* _Task goal_: Find the line in the entries below that contains "pub use theme::Theme;". Repeat it exactly, and every line after it through the line that contains "pub const VERSION: &str".

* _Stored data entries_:
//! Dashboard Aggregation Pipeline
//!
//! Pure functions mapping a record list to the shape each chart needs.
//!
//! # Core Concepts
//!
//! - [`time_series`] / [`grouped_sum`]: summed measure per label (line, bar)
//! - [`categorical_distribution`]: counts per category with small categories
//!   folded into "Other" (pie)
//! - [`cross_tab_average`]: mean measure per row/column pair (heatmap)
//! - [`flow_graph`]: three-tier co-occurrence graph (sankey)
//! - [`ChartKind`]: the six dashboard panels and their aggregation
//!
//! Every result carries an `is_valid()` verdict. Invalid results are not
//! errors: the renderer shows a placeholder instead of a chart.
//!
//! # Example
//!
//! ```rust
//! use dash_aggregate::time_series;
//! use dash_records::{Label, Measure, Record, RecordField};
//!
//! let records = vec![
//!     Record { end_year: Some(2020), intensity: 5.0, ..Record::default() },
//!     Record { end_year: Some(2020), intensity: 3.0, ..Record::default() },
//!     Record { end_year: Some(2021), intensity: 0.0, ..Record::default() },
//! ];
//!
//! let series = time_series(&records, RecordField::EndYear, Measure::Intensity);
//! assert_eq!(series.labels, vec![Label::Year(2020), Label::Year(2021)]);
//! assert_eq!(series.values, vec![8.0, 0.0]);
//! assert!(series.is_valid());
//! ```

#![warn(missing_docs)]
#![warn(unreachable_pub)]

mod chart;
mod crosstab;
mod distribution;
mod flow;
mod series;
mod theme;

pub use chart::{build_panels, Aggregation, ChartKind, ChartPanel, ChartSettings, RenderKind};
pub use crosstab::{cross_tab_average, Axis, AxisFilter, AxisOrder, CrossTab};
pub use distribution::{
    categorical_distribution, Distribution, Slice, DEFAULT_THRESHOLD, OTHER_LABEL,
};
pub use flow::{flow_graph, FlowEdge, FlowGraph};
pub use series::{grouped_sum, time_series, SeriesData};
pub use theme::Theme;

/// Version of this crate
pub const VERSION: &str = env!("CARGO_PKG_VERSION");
* * *
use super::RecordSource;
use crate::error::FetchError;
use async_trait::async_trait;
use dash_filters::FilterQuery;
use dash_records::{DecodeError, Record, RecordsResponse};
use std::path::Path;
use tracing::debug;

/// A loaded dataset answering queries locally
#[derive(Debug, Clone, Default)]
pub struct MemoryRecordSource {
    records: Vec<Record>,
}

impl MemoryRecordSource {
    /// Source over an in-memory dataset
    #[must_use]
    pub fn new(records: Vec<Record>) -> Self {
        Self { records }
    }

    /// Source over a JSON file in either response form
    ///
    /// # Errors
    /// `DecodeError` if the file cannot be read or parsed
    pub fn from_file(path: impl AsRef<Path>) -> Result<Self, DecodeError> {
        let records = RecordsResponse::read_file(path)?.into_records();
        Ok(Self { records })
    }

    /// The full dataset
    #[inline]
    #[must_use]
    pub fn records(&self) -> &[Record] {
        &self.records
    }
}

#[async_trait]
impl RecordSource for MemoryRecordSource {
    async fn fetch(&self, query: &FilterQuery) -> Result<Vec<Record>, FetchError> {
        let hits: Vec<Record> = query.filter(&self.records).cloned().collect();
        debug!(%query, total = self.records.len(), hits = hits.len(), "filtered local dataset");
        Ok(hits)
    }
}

* _Reply to the exercise_:
pub use theme::Theme;

/// Version of this crate
pub const VERSION: &str = env!("CARGO_PKG_VERSION");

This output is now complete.